Q&A: Mike Altman, Technical Director for Pixar
Mike worked for animation houses DNA Productions in Dallas and LAIKA in Portland before making the move to Pixar in Emeryville in 2009. Since then, he's worked on the short Day & Night and the full-length feature that followed it, Toy Story 3; his contributions can also be seen in Pixar's 12th feature film, Cars 2, which premieres in theaters all across the country today.
I chatted with Mike about Cars 2, his life at Pixar, and when they're finally going to let another company win the Oscar for Best Animated Feature. Read it all after the jump.
What is your official title at Pixar, and how would you describe what you do to a layman?
My title is Technical Director (TD); that means I am a technical artist at the studio. Most TDs spend their time in one area, like sets modeling or character shading. I'm lucky in that I get the chance to split my time between art, characters and sets, depending on the show's needs. My daily workday would be getting design packets from the art department and creating 3D digital sculptures based on that artwork. I could be working on setpieces, environments, character facial expressions, anything that particular show needs.
Having access to a catalog of models from previous shows makes things a lot easier and faster from a modeling standpoint. If someone on a previous show built a complicated model that I needed to modify for the current show, taking that model and revising it or dismantling it into component parts and reusing certain elements is a great way to save time and budget. In certain cases like Cars 2, certain environments were reused as is, like some parts of Radiator Springs, while other new sets were built to dovetail neatly into what was already available. But I will also access the model catalog if I am building something that I know has definitely been built before, like roots, tree branches, room accessories, etc. No need to reinvent the wheel continuously.
Part of my job on Cars 2 was sets rigging, meaning I would build sets models and then articulate them in such a way that the animators had simple and easy controls over how to move and manipulate the objects. In the Tokyo bathroom interior where Mater gets trapped inside the stall, every element needed special rigging that allowed for lots of fun things to go wrong for Mater. Different scrubbers, polishers, soap sprayers and sponges needed to be controllable by the animators for comic effect, and there are many technical challenges with rigging set pieces like this. Most of our rigging tools are built and specialized for characters, so sets folks need to really be creative.
What was coming to Pixar like, and how did your previous work at both Laika and DNA Productions prepare you to work there?
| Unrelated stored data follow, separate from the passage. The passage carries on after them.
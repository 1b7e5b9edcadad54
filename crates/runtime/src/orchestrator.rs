//! Turn orchestrator: one user message in, one persisted answer out.
//!
//! Entry point: [`TurnOrchestrator::run`]. Everything up to and including
//! generation is bounded by the caller's [`CancellationToken`] and the
//! turn deadline; persistence is not, so a turn is either written in full
//! or not at all.

use std::sync::Arc;
use std::time::{Duration, Instant};

use pl_contextpack::{Enricher, Enrichment, EnrichmentInput};
use pl_domain::config::{Config, EnrichmentOrder};
use pl_domain::error::{Error, Result};
use pl_domain::model::{GenerationParams, ModelRef};
use pl_domain::trace::TraceEvent;
use pl_domain::turn::{Document, SessionKey, Turn};
use pl_providers::{CompletionService, ModelRegistry};
use pl_retrieval::RetrievalAdapter;
use pl_sessions::HistoryStore;
use tokio_util::sync::CancellationToken;
use tracing::Instrument;

use crate::chain::{initial_context, AdapterInstance};
use crate::metadata::{EnrichmentSummary, MetadataRecord};
use crate::observer::PromptRecorder;
use crate::phase::{PhaseTracker, TurnPhase};
use crate::request::{ChatbotMode, Response, TurnRequest};

// ━━━━━━━━━━━━━━━━━━━━━━━━━━━━━━━━━━━━━━━━━━━━━━━━━━━━━━━━━━━━━━━━━━
// Settings
// ━━━━━━━━━━━━━━━━━━━━━━━━━━━━━━━━━━━━━━━━━━━━━━━━━━━━━━━━━━━━━━━━━━

#[derive(Debug, Clone)]
pub struct OrchestratorSettings {
    /// Retrieval-path ordering of enrichment and retrieval.
    pub order: EnrichmentOrder,
    /// Skip condensation and render the QA prompt without history when
    /// the session has at most one prior turn.
    pub first_turn_history_free: bool,
    /// Deadline for everything before persistence.
    pub turn_timeout: Duration,
    /// Per completion call.
    pub llm_timeout: Duration,
    pub rewrite_temperature: f32,
    pub rewrite_max_tokens: u32,
}

impl Default for OrchestratorSettings {
    fn default() -> Self {
        Self::from_config(&Config::default())
    }
}

impl OrchestratorSettings {
    pub fn from_config(cfg: &Config) -> Self {
        Self {
            order: cfg.enrichment.order,
            first_turn_history_free: cfg.orchestrator.first_turn_history_free,
            turn_timeout: Duration::from_millis(cfg.orchestrator.turn_timeout_ms),
            llm_timeout: Duration::from_millis(cfg.llm.default_timeout_ms),
            rewrite_temperature: cfg.enrichment.rewrite_temperature,
            rewrite_max_tokens: cfg.enrichment.rewrite_max_tokens,
        }
    }
}

// ━━━━━━━━━━━━━━━━━━━━━━━━━━━━━━━━━━━━━━━━━━━━━━━━━━━━━━━━━━━━━━━━━━
// Orchestrator
// ━━━━━━━━━━━━━━━━━━━━━━━━━━━━━━━━━━━━━━━━━━━━━━━━━━━━━━━━━━━━━━━━━━

/// Shared across concurrent turns; holds no per-turn state.
pub struct TurnOrchestrator {
    registry: Arc<ModelRegistry>,
    service: Arc<dyn CompletionService>,
    history: Arc<dyn HistoryStore>,
    retrieval: Option<RetrievalAdapter>,
    enricher: Enricher,
    settings: OrchestratorSettings,
}

/// A turn that has been answered but not yet written.
struct PreparedTurn {
    key: SessionKey,
    human: Turn,
    answer: String,
    metadata: MetadataRecord,
    streamed_tokens: usize,
}
//! A completion service bound to one model and one parameter set.

use std::sync::Arc;
use std::time::{Duration, Instant};

use futures_util::StreamExt;
use pl_domain::error::{Error, Result};
use pl_domain::stream::{StreamEvent, Usage};
use pl_domain::trace::TraceEvent;
use serde_json::{Map, Value};

use crate::traits::{CompletionObserver, CompletionRequest, CompletionService};

const DEFAULT_TIMEOUT: Duration = Duration::from_secs(60);

/// What [`ModelAdapter::get_llm`](crate::ModelAdapter::get_llm) hands back:
/// everything needed to turn a rendered prompt into text.
#[derive(Clone)]
pub struct CompletionTarget {
    service: Arc<dyn CompletionService>,
    model_id: String,
    parameters: Map<String, Value>,
    streaming: bool,
    timeout: Duration,
    observer: Arc<dyn CompletionObserver>,
}

impl CompletionTarget {
    pub fn new(
        service: Arc<dyn CompletionService>,
        model_id: impl Into<String>,
        parameters: Map<String, Value>,
        streaming: bool,
        observer: Arc<dyn CompletionObserver>,
    ) -> Self {
        Self {
            service,
            model_id: model_id.into(),
            parameters,
            streaming,
            timeout: DEFAULT_TIMEOUT,
            observer,
        }
    }

    pub fn with_timeout(mut self, timeout: Duration) -> Self {
        self.timeout = timeout;
        self
    }

    pub fn model_id(&self) -> &str {
        &self.model_id
    }

    /// Native (family-specific) parameters sent with every call.
    pub fn parameters(&self) -> &Map<String, Value> {
        &self.parameters
    }

    pub fn is_streaming(&self) -> bool {
        self.streaming
    }

    /// Same target with streaming off.
    pub fn non_streaming(&self) -> Self {
        Self {
            streaming: false,
            ..self.clone()
        }
    }

    /// Dispatch `prompt` and return the generated text.
    ///
    /// The observer sees the prompt before the request leaves. Streamed
    /// tokens are forwarded to the observer and concatenated. Timeouts
    /// surface as [`Error::Timeout`]; every other failure as
    /// [`Error::ModelInvocation`].
    pub async fn invoke(&self, prompt: &str) -> Result<String> {
        self.observer.on_prompt_issued(prompt);

        let req = CompletionRequest {
            model_id: self.model_id.clone(),
            prompt: prompt.to_string(),
            parameters: self.parameters.clone(),
        };
        let service_id = self.service.service_id().to_string();
        let started = Instant::now();

        let outcome = tokio::time::timeout(self.timeout, self.dispatch(&req))
            .await
            .map_err(|_| {
                Error::Timeout(format!(
                    "{service_id}/{} after {}ms",
                    self.model_id,
                    self.timeout.as_millis()
                ))
            })?;

        let (text, usage) = outcome.map_err(|e| match e {
            Error::Timeout(_) | Error::ModelInvocation { .. } => e,
            other => Error::ModelInvocation {
                service: service_id.clone(),
                message: other.to_string(),
            },
        })?;

        TraceEvent::LlmRequest {
            service: service_id,
            model: self.model_id.clone(),
            streaming: self.streaming,
            duration_ms: started.elapsed().as_millis() as u64,
            prompt_tokens: usage.as_ref().map(|u| u.prompt_tokens),
            completion_tokens: usage.as_ref().map(|u| u.completion_tokens),
        }
        .emit();

        Ok(text)
    }

    async fn dispatch(&self, req: &CompletionRequest) -> Result<(String, Option<Usage>)> {
        if !self.streaming {
            let resp = self.service.invoke(req).await?;
            return Ok((resp.text, resp.usage));
        }

        let mut stream = self.service.invoke_stream(req).await?;
        let mut text = String::new();
        let mut usage = None;
        while let Some(event) = stream.next().await {
            match event? {
                StreamEvent::Token { text: token } => {
                    self.observer.on_token(&token);
                    text.push_str(&token);
                }
                StreamEvent::Done { usage: u, .. } => {
                    // Usage-only chunks may follow the first Done.
                    if u.is_some() {
                        usage = u;
                    }
                }
                StreamEvent::Error { message } => {
                    return Err(Error::ModelInvocation {
                        service: self.service.service_id().to_string(),
                        message,
                    });
                }
            }
        }
        Ok((text, usage))
    }
}

impl std::fmt::Debug for CompletionTarget {
    fn fmt(&self, f: &mut std::fmt::Formatter<'_>) -> std::fmt::Result {
        f.debug_struct("CompletionTarget")
            .field("service", &self.service.service_id())
            .field("model_id", &self.model_id)
            .field("parameters", &self.parameters)
            .field("streaming", &self.streaming)
            .field("timeout", &self.timeout)
            .finish()
    }
}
Coming to Pixar was a long-time dream come true. I had been working towards this place for ten years, and it finally happened. Definitely a life goal achieved. But working at the previous studios has been invaluable to me, and I'm so glad I did not come here directly out of school. My approach to modeling, certain techniques I have picked up along the way, and my speed of working has been built up over the years working at DNA and LAIKA. Because of the techniques I learned there I have been very versatile in my work here, which is what gives me the luxury of moving in and out of different departments. That keeps things fresh for me.